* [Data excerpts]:

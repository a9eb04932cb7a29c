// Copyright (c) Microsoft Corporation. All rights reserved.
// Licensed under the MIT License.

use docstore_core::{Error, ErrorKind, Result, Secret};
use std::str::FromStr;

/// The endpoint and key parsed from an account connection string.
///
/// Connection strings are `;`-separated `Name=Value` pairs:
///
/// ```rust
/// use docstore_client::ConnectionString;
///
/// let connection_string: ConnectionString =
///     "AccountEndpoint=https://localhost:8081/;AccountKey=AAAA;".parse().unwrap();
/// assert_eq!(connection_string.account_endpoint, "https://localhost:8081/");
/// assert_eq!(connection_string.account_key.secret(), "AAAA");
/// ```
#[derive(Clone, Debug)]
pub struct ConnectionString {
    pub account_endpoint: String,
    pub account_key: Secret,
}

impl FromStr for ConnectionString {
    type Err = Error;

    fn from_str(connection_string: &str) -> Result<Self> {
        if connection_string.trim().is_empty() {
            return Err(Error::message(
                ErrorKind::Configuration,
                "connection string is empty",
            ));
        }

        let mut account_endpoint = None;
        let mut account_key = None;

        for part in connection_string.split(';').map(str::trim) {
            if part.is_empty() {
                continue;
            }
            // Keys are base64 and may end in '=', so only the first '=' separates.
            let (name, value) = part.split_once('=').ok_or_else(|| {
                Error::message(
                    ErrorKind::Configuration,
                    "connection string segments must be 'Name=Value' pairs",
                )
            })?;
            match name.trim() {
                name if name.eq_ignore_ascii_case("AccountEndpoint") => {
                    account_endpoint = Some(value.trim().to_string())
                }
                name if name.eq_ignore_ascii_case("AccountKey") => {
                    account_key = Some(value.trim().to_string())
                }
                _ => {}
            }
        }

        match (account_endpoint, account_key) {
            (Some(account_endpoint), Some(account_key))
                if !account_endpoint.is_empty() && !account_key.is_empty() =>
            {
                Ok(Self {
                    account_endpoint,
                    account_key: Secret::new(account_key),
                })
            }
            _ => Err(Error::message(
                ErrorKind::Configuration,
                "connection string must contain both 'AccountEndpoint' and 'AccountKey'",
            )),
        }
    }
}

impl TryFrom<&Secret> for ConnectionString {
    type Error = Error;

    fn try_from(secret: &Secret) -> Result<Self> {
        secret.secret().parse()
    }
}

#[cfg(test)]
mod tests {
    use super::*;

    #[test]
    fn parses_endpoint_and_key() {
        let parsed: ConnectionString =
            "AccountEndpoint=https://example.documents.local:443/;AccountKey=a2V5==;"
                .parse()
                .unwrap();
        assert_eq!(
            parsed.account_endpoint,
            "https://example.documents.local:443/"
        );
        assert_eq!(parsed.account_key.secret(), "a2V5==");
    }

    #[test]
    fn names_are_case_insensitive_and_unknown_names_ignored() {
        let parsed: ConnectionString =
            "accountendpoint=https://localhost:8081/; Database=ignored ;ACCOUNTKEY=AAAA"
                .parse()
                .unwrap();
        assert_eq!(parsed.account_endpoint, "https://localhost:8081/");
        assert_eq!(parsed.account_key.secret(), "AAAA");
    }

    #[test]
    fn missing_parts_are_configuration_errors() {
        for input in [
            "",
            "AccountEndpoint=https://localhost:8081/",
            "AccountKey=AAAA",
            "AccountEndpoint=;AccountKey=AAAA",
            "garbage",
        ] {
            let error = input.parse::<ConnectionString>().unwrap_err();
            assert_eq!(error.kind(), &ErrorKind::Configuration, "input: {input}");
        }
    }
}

---

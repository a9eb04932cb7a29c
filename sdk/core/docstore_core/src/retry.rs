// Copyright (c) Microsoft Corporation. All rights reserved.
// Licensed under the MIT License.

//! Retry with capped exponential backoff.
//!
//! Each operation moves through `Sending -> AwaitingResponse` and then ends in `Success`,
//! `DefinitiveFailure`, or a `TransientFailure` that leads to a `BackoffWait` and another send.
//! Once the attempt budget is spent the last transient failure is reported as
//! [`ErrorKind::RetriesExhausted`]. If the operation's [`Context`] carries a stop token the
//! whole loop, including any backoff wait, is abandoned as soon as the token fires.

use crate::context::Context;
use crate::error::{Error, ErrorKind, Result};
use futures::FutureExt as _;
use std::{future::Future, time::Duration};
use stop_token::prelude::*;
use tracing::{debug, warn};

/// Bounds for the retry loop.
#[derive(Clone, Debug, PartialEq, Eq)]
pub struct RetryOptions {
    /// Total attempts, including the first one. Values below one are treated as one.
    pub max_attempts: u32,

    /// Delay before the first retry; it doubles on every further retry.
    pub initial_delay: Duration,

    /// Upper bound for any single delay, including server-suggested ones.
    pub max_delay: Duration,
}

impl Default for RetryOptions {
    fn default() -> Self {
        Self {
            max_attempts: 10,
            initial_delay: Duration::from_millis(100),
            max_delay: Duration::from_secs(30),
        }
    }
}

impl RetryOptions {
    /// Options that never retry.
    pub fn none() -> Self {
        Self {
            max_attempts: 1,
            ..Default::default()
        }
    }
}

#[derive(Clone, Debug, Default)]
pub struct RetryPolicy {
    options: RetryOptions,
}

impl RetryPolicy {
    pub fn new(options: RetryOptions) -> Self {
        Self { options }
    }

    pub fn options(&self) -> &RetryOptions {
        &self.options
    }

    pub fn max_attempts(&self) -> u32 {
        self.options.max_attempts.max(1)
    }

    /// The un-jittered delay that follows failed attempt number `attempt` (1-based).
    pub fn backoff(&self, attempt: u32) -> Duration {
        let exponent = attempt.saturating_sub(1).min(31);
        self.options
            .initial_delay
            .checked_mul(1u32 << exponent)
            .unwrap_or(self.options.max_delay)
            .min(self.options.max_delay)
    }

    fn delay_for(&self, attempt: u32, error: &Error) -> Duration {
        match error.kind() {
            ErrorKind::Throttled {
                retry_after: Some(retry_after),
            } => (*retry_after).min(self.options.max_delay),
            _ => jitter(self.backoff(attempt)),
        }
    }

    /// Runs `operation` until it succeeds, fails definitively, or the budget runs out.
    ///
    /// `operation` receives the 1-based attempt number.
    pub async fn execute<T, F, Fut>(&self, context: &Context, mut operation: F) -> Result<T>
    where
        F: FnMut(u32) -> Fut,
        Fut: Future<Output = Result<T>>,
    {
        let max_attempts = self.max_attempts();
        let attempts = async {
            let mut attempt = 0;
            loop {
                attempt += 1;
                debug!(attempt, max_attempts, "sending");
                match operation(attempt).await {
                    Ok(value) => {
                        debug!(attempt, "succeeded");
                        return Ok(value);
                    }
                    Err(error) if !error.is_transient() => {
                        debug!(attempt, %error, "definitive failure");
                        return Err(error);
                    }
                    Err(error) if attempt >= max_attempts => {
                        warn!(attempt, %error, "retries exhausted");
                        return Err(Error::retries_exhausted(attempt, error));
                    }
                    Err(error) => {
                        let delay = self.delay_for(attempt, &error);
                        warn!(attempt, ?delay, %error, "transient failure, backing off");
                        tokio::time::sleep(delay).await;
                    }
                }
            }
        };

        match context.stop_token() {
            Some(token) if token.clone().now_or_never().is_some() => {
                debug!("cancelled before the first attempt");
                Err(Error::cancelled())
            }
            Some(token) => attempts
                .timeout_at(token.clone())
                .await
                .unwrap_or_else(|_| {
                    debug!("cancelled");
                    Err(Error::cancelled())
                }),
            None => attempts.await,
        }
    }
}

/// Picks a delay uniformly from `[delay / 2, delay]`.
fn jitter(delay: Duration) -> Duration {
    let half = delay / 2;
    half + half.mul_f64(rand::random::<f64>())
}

* [TASK BRIEF]: Look through the entries, and return every line that the word "cancelled" appears in.

* [OUTPUT BELOW]:
                debug!("cancelled before the first attempt");
                Err(Error::cancelled())
                    debug!("cancelled");
                    Err(Error::cancelled())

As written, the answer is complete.